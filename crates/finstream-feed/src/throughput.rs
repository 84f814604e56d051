//! Sliding-window update rate.

use chrono::{DateTime, Duration, Utc};
use std::collections::VecDeque;

/// Default window width in seconds.
pub const THROUGHPUT_WINDOW_SECS: u64 = 10;

/// Longest window accepted by the feed's sliding windows.
pub const MAX_WINDOW_SECS: u64 = 86_400;

/// Counts accepted ticks over the trailing window.
///
/// The rate is `entries in window / window seconds`, so a burst is smoothed
/// over the whole window and an idle stream decays to zero once its last
/// entry ages out.
#[derive(Debug, Clone)]
pub struct ThroughputMonitor {
    samples: VecDeque<DateTime<Utc>>,
    window: Duration,
    window_secs: f64,
}

impl ThroughputMonitor {
    pub fn new(window_secs: u64) -> Self {
        let window_secs = window_secs.clamp(1, MAX_WINDOW_SECS);
        Self {
            samples: VecDeque::new(),
            window: Duration::seconds(window_secs as i64),
            window_secs: window_secs as f64,
        }
    }

    /// Record one update at `now` and discard entries that left the window.
    pub fn record(&mut self, now: DateTime<Utc>) {
        self.samples.push_back(now);
        self.trim(now);
    }

    fn trim(&mut self, now: DateTime<Utc>) {
        let cutoff = now - self.window;
        while self.samples.front().is_some_and(|t| *t <= cutoff) {
            self.samples.pop_front();
        }
    }

    /// Entries inside the window ending at `now`.
    pub fn count(&self, now: DateTime<Utc>) -> usize {
        let cutoff = now - self.window;
        self.samples.iter().filter(|t| **t > cutoff).count()
    }

    /// Updates per second over the window ending at `now`.
    pub fn rate(&self, now: DateTime<Utc>) -> f64 {
        self.count(now) as f64 / self.window_secs
    }
}

impl Default for ThroughputMonitor {
    fn default() -> Self {
        Self::new(THROUGHPUT_WINDOW_SECS)
    }
}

TASK DETAILS: Repeat exactly the lines from the line containing "fn default() ->" through the end of the listing above; both boundary lines are part of the output.

OUTPUT OF THE EXERCISE:
    fn default() -> Self {
        Self::new(THROUGHPUT_WINDOW_SECS)
    }
}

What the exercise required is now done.